(Data extracted from a collection)
^^^^

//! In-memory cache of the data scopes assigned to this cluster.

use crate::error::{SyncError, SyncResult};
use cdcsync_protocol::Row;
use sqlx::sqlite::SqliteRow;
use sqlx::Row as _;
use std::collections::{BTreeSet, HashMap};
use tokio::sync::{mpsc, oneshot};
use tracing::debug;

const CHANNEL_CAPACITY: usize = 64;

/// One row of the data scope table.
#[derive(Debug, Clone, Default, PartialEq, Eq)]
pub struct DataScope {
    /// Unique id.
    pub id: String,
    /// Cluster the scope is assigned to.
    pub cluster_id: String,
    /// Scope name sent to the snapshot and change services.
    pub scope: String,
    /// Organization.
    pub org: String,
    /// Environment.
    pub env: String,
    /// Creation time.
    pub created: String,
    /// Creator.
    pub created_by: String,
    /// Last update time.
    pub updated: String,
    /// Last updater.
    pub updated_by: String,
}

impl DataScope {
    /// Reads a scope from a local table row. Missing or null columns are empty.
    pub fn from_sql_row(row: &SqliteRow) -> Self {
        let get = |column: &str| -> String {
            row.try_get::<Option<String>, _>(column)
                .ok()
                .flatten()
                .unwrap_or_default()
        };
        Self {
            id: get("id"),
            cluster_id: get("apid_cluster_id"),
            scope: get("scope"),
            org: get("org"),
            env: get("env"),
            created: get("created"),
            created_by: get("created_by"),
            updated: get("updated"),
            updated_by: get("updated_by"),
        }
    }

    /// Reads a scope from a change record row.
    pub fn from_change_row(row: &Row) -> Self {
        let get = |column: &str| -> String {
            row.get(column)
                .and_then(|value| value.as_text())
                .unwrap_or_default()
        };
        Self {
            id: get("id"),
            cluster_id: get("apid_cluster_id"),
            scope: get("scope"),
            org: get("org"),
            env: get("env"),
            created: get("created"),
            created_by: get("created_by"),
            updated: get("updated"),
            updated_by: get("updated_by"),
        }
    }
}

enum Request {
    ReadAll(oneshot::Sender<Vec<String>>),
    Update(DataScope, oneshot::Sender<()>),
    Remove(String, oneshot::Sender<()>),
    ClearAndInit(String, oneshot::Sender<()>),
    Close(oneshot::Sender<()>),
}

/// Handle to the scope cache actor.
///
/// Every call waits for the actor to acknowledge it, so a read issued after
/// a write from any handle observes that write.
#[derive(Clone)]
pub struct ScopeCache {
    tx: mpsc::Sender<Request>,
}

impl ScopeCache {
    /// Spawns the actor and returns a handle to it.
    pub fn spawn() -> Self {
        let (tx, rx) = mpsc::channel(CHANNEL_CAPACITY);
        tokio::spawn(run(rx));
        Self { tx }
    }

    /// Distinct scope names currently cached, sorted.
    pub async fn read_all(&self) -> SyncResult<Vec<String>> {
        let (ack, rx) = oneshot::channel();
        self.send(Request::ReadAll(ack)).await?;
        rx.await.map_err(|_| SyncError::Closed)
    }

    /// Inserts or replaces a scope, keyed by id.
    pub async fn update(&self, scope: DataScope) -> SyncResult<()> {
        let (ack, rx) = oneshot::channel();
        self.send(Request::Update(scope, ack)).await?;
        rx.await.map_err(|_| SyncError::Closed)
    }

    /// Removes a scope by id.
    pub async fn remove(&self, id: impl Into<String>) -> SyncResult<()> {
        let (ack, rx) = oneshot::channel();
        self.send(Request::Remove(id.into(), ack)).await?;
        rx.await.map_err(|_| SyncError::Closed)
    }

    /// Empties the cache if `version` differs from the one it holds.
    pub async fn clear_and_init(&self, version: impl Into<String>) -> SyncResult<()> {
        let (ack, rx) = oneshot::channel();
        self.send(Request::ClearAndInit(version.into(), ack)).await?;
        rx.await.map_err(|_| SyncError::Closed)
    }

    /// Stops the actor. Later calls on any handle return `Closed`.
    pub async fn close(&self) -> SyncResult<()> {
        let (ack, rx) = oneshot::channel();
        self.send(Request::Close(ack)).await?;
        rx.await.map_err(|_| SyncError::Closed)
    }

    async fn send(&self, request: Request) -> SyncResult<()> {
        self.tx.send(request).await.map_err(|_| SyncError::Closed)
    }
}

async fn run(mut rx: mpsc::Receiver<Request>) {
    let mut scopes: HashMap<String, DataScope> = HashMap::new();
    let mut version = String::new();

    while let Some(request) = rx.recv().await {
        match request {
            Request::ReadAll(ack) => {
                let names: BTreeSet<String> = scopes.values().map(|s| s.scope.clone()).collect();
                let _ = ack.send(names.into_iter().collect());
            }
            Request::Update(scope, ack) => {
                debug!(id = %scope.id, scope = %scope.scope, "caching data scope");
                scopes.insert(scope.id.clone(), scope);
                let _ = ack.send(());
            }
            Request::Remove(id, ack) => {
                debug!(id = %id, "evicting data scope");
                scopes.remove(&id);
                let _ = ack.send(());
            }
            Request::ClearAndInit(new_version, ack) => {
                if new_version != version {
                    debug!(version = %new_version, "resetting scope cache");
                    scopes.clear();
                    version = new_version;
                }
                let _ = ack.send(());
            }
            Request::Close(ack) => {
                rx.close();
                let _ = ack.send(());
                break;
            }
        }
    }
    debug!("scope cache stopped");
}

^^^^

## [Work instruction]
Retype every entry, keeping each character as it was.

## [Answer area]
//! In-memory cache of the data scopes assigned to this cluster.

use crate::error::{SyncError, SyncResult};
use cdcsync_protocol::Row;
use sqlx::sqlite::SqliteRow;
use sqlx::Row as _;
use std::collections::{BTreeSet, HashMap};
use tokio::sync::{mpsc, oneshot};
use tracing::debug;

const CHANNEL_CAPACITY: usize = 64;

/// One row of the data scope table.
#[derive(Debug, Clone, Default, PartialEq, Eq)]
pub struct DataScope {
    /// Unique id.
    pub id: String,
    /// Cluster the scope is assigned to.
    pub cluster_id: String,
    /// Scope name sent to the snapshot and change services.
    pub scope: String,
    /// Organization.
    pub org: String,
    /// Environment.
    pub env: String,
    /// Creation time.
    pub created: String,
    /// Creator.
    pub created_by: String,
    /// Last update time.
    pub updated: String,
    /// Last updater.
    pub updated_by: String,
}

impl DataScope {
    /// Reads a scope from a local table row. Missing or null columns are empty.
    pub fn from_sql_row(row: &SqliteRow) -> Self {
        let get = |column: &str| -> String {
            row.try_get::<Option<String>, _>(column)
                .ok()
                .flatten()
                .unwrap_or_default()
        };
        Self {
            id: get("id"),
            cluster_id: get("apid_cluster_id"),
            scope: get("scope"),
            org: get("org"),
            env: get("env"),
            created: get("created"),
            created_by: get("created_by"),
            updated: get("updated"),
            updated_by: get("updated_by"),
        }
    }

    /// Reads a scope from a change record row.
    pub fn from_change_row(row: &Row) -> Self {
        let get = |column: &str| -> String {
            row.get(column)
                .and_then(|value| value.as_text())
                .unwrap_or_default()
        };
        Self {
            id: get("id"),
            cluster_id: get("apid_cluster_id"),
            scope: get("scope"),
            org: get("org"),
            env: get("env"),
            created: get("created"),
            created_by: get("created_by"),
            updated: get("updated"),
            updated_by: get("updated_by"),
        }
    }
}

enum Request {
    ReadAll(oneshot::Sender<Vec<String>>),
    Update(DataScope, oneshot::Sender<()>),
    Remove(String, oneshot::Sender<()>),
    ClearAndInit(String, oneshot::Sender<()>),
    Close(oneshot::Sender<()>),
}

/// Handle to the scope cache actor.
///
/// Every call waits for the actor to acknowledge it, so a read issued after
/// a write from any handle observes that write.
#[derive(Clone)]
pub struct ScopeCache {
    tx: mpsc::Sender<Request>,
}

impl ScopeCache {
    /// Spawns the actor and returns a handle to it.
    pub fn spawn() -> Self {
        let (tx, rx) = mpsc::channel(CHANNEL_CAPACITY);
        tokio::spawn(run(rx));
        Self { tx }
    }

    /// Distinct scope names currently cached, sorted.
    pub async fn read_all(&self) -> SyncResult<Vec<String>> {
        let (ack, rx) = oneshot::channel();
        self.send(Request::ReadAll(ack)).await?;
        rx.await.map_err(|_| SyncError::Closed)
    }

    /// Inserts or replaces a scope, keyed by id.
    pub async fn update(&self, scope: DataScope) -> SyncResult<()> {
        let (ack, rx) = oneshot::channel();
        self.send(Request::Update(scope, ack)).await?;
        rx.await.map_err(|_| SyncError::Closed)
    }

    /// Removes a scope by id.
    pub async fn remove(&self, id: impl Into<String>) -> SyncResult<()> {
        let (ack, rx) = oneshot::channel();
        self.send(Request::Remove(id.into(), ack)).await?;
        rx.await.map_err(|_| SyncError::Closed)
    }

    /// Empties the cache if `version` differs from the one it holds.
    pub async fn clear_and_init(&self, version: impl Into<String>) -> SyncResult<()> {
        let (ack, rx) = oneshot::channel();
        self.send(Request::ClearAndInit(version.into(), ack)).await?;
        rx.await.map_err(|_| SyncError::Closed)
    }

    /// Stops the actor. Later calls on any handle return `Closed`.
    pub async fn close(&self) -> SyncResult<()> {
        let (ack, rx) = oneshot::channel();
        self.send(Request::Close(ack)).await?;
        rx.await.map_err(|_| SyncError::Closed)
    }

    async fn send(&self, request: Request) -> SyncResult<()> {
        self.tx.send(request).await.map_err(|_| SyncError::Closed)
    }
}

async fn run(mut rx: mpsc::Receiver<Request>) {
    let mut scopes: HashMap<String, DataScope> = HashMap::new();
    let mut version = String::new();

    while let Some(request) = rx.recv().await {
        match request {
            Request::ReadAll(ack) => {
                let names: BTreeSet<String> = scopes.values().map(|s| s.scope.clone()).collect();
                let _ = ack.send(names.into_iter().collect());
            }
            Request::Update(scope, ack) => {
                debug!(id = %scope.id, scope = %scope.scope, "caching data scope");
                scopes.insert(scope.id.clone(), scope);
                let _ = ack.send(());
            }
            Request::Remove(id, ack) => {
                debug!(id = %id, "evicting data scope");
                scopes.remove(&id);
                let _ = ack.send(());
            }
            Request::ClearAndInit(new_version, ack) => {
                if new_version != version {
                    debug!(version = %new_version, "resetting scope cache");
                    scopes.clear();
                    version = new_version;
                }
                let _ = ack.send(());
            }
            Request::Close(ack) => {
                rx.close();
                let _ = ack.send(());
                break;
            }
        }
    }
    debug!("scope cache stopped");
}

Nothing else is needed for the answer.